2. Then SSHD's grounds contend that the judge erroneously treated the best interests of the claimant's child as a "trump card" and failed to attach proper weight to the public interest factors which resonated in this case because the claimant had been found to have used deception in the English language test in October 2012. A further consideration was that the claimant did not live with the child.
3. I am grateful to both parties for their succinct submissions. Both made reference to the view expressed by the FtT Judge who granted permission (Judge Holmes) that "[the concession relied upon in SF and Others (Guidance, post-2014 Act)[2017] 120 (AC) has since been withdrawn in VM [2017] EWCA Civ 255 and the policy referred to therein has been withdrawn and rewritten."
4. The SSHD's grounds commence unpromisingly in that it can be seen that at paragraph 29 the FtT Judge himself quoted from Lady Hale's observation in ZH (Tanzania) [2011] UKSC 4 that the best interests of the child were not a paramount consideration and also her other observation that nationality was not a "trump card" (paragraph 37).
5. Furthermore, the judge's reasoning clearly shows that the judge understood that when conducting the proportionality assessment the best interest of the child was only one of the factors relevant to that assessment (see paragraphs 32 and 37).
6. It is also important to note what the judge found at paragraph 35
"Furthermore, the situation of the child is governed by section 117B(6) of the 2002 Act since she is a qualifying child, as a British citizen under the age of 18; although she lives with her mother rather than with the appellant and the latter's rights have not yet been determined by the court, I find that the appellant does have a "parental relationship" with her because of the Tribunal decision in R (on the application of RK) (s.117B(6); "parental relationship") IJR [2016] UKUT 31 where it was held that it is not necessary for an individual to have "parental responsibility" in law for there to exist a parental relationship.

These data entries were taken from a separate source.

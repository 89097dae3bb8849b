mod about;
mod contact;
mod dom;
mod home;
mod hooks;
mod layout;
mod not_found;
mod resume;
mod typed_title;

use web_sys::window;
use yew::prelude::*;
use yew_router::prelude::*;

use crate::behaviors::theme::Theme;
use about::About;
use contact::Contact;
use home::Home;
use layout::Layout;
use not_found::NotFound;
use resume::Resume;

#[derive(Clone, Routable, PartialEq)]
pub enum Route {
    #[at("/")]
    Home,
    #[at("/about")]
    About,
    #[at("/contact")]
    Contact,
    #[at("/resume")]
    Resume,
    #[not_found]
    #[at("/404")]
    NotFound,
}

fn switch(route: Route, theme: Theme, on_toggle_theme: Callback<()>) -> Html {
    match route {
        Route::Home => html! { <Home theme={theme} on_toggle_theme={on_toggle_theme} /> },
        Route::About => html! { <About /> },
        Route::Contact => html! { <Contact /> },
        Route::Resume => html! { <Resume /> },
        Route::NotFound => html! { <NotFound /> },
    }
}

#[function_component(App)]
fn app() -> Html {
    let theme = use_state(dom::initial_theme);

    {
        let current = *theme;
        use_effect_with((), move |_| {
            dom::apply_theme(current);
            || ()
        });
    }

    let on_toggle_theme = {
        let theme = theme.clone();
        Callback::from(move |_| {
            let next = (*theme).toggled();
            log::debug!("theme switched to {}", next.as_str());
            dom::apply_theme_with_transition(next);
            theme.set(next);
        })
    };

    let render = {
        let current = *theme;
        let on_toggle_theme = on_toggle_theme.clone();
        Callback::from(move |route: Route| switch(route, current, on_toggle_theme.clone()))
    };

    html! {
        <BrowserRouter>
            <Layout theme={*theme} on_toggle_theme={on_toggle_theme}>
                <Switch<Route> render={render} />
            </Layout>
        </BrowserRouter>
    }
}

pub fn run() {
    console_error_panic_hook::set_once();
    let level = if cfg!(debug_assertions) {
        log::Level::Debug
    } else {
        log::Level::Info
    };
    let _ = console_log::init_with_level(level);

    yew::Renderer::<App>::with_root(
        window()
            .and_then(|w| w.document())
            .and_then(|d| d.get_element_by_id("app"))
            .expect("missing #app mount point"),
    )
    .render();
}
use js_sys::{Date, Function, Reflect};
use std::time::Duration;
use wasm_bindgen::{closure::Closure, JsCast, JsValue};
use web_sys::{window, Element, Event, HtmlElement, Node, ScrollBehavior, ScrollIntoViewOptions};
use yew::NodeRef;

use crate::behaviors::{
    dropdown::ClickTarget,
    scroll_spy::{ScrollObservation, SectionGeometry},
    theme::{Theme, DARK_ROOT_CLASS},
};
use crate::content::SectionLink;

fn system_prefers_dark() -> bool {
    window()
        .and_then(|w| w.match_media("(prefers-color-scheme: dark)").ok().flatten())
        .map(|mq| mq.matches())
        .unwrap_or(false)
}

pub fn initial_theme() -> Theme {
    Theme::from_dark(system_prefers_dark())
}

fn root_element() -> Option<Element> {
    window()?.document()?.document_element()
}

pub fn apply_theme(theme: Theme) {
    let Some(root) = root_element() else {
        return;
    };

    let _ = root.set_attribute("data-theme", theme.as_str());
    let classes = root.class_list();
    let _ = classes.remove_1(DARK_ROOT_CLASS);
    if let Some(class) = theme.root_class() {
        let _ = classes.add_1(class);
    }
}

fn prefers_reduced_motion() -> bool {
    window()
        .and_then(|w| {
            w.match_media("(prefers-reduced-motion: reduce)")
                .ok()
                .flatten()
        })
        .map(|mq| mq.matches())
        .unwrap_or(false)
}

/// Applies the theme inside a view transition when the browser has one.
pub fn apply_theme_with_transition(theme: Theme) {
    if prefers_reduced_motion() {
        apply_theme(theme);
        return;
    }

    let Some(document) = window().and_then(|w| w.document()) else {
        apply_theme(theme);
        return;
    };

    let document_js: JsValue = document.into();
    let Ok(start_view_transition) =
        Reflect::get(&document_js, &JsValue::from_str("startViewTransition"))
    else {
        apply_theme(theme);
        return;
    };

    let Some(start_view_transition) = start_view_transition.dyn_ref::<Function>() else {
        apply_theme(theme);
        return;
    };

    let callback = Closure::once_into_js(move || {
        apply_theme(theme);
    });

    if start_view_transition.call1(&document_js, &callback).is_err() {
        apply_theme(theme);
    }
}

pub fn scroll_offset() -> f64 {
    window().and_then(|w| w.scroll_y().ok()).unwrap_or(0.0)
}

fn section_element(id: &str) -> Option<HtmlElement> {
    window()?
        .document()?
        .get_element_by_id(id)?
        .dyn_into::<HtmlElement>()
        .ok()
}

/// `None` when the section is not mounted yet.
fn section_geometry(id: &str) -> Option<SectionGeometry> {
    let element = section_element(id)?;
    Some(SectionGeometry::new(
        id,
        f64::from(element.offset_top()),
        f64::from(element.offset_height()),
    ))
}

pub fn measure_sections(sections: &[SectionLink], hero_id: &str) -> ScrollObservation {
    ScrollObservation {
        offset: scroll_offset(),
        sections: sections
            .iter()
            .filter_map(|section| section_geometry(section.id))
            .collect(),
        hero_bottom: section_geometry(hero_id).map(|hero| hero.top + hero.height),
    }
}

/// Smooth-scrolls to a section. Returns false when it is not mounted.
pub fn scroll_to_section(id: &str) -> bool {
    let Some(element) = section_element(id) else {
        return false;
    };

    let options = ScrollIntoViewOptions::new();
    options.set_behavior(ScrollBehavior::Smooth);
    element.scroll_into_view_with_scroll_into_view_options(&options);
    true
}

/// Anything inside `container` (the toggle and its panel) counts as the
/// panel; the toggle's own handler has already dispatched the toggle.
pub fn classify_click(container: &NodeRef, event: &Event) -> ClickTarget {
    let Some(container) = container.cast::<Node>() else {
        return ClickTarget::Outside;
    };

    let target = event.target().and_then(|target| target.dyn_into::<Node>().ok());
    if container.contains(target.as_ref()) {
        ClickTarget::Panel
    } else {
        ClickTarget::Outside
    }
}

pub fn current_year() -> u32 {
    Date::new_0().get_full_year()
}

pub fn millis(duration: Duration) -> u32 {
    u32::try_from(duration.as_millis()).unwrap_or(u32::MAX)
}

Using the language of paragraph E-LTRPT.2.4. I am satisfied that the appellant has direct access in person to his daughter."
- a finding which the SSHD's grounds do not challenge in any respect.
7. However, the major difficulty for the SSHD's grounds is that her own policy as expressed in the IDIs on Family Migration at Section 11.2.3 accepted that it would be unreasonable to expect a British citizen child to leave the UK. It was this policy that the judge relied on at paragraph 40.
8. Neither the judge nor the SSHD's grounds referred to the reported decision SF and Others which concluded that so long as the SSHD maintained her policy, it could not be said that there was a public interest in removing the parent of a British citizen child absent criminality or poor immigration history.
9. Judge Holme's grant of permission suggested that the SSHD's policy has been withdrawn as a result of the Court of Appeal decision in VM (Jamaica). I beg to differ. In this decision Sales LJ concludes that the concession made by the SSHD in Sanade [2012] UKUT 48 (IAC) was skewered and did not accurately reflect the case law of the Court of Justice of the European Court of Justice. Sales LJ also records that the SSHD withdrew that concession before their Lordships. That is correct. But it remains that following this judgment the SSHD did not withdraw her published policy and at the date of hearing and decision before the judge, it was still extant (indeed even the revised version of the policy as from 22 February 2010 it would still cover the claimant's case (subject to one caveat mentioned below)). Whether or not the concession made in Sanade has now been withdrawn, the Home Office policy was not and hence the Tribunal's assessment in SF and Others that the policy expresses the SSHD's understanding of the public interest remains pertinent.
10. The SSHD's policy in its pre- and post- February 2018 versions makes exceptions for persons who have a history of criminality or a poor immigration history. The claimant in this case has no criminal history. It might have been open to the SSHD to have argued that the claimant's use of deception in 2012 meant he fell within the exception based on poor immigration history, but the grounds do not assert this, nor did Mr Bramble seek to assert it during discussions about Home Office policy.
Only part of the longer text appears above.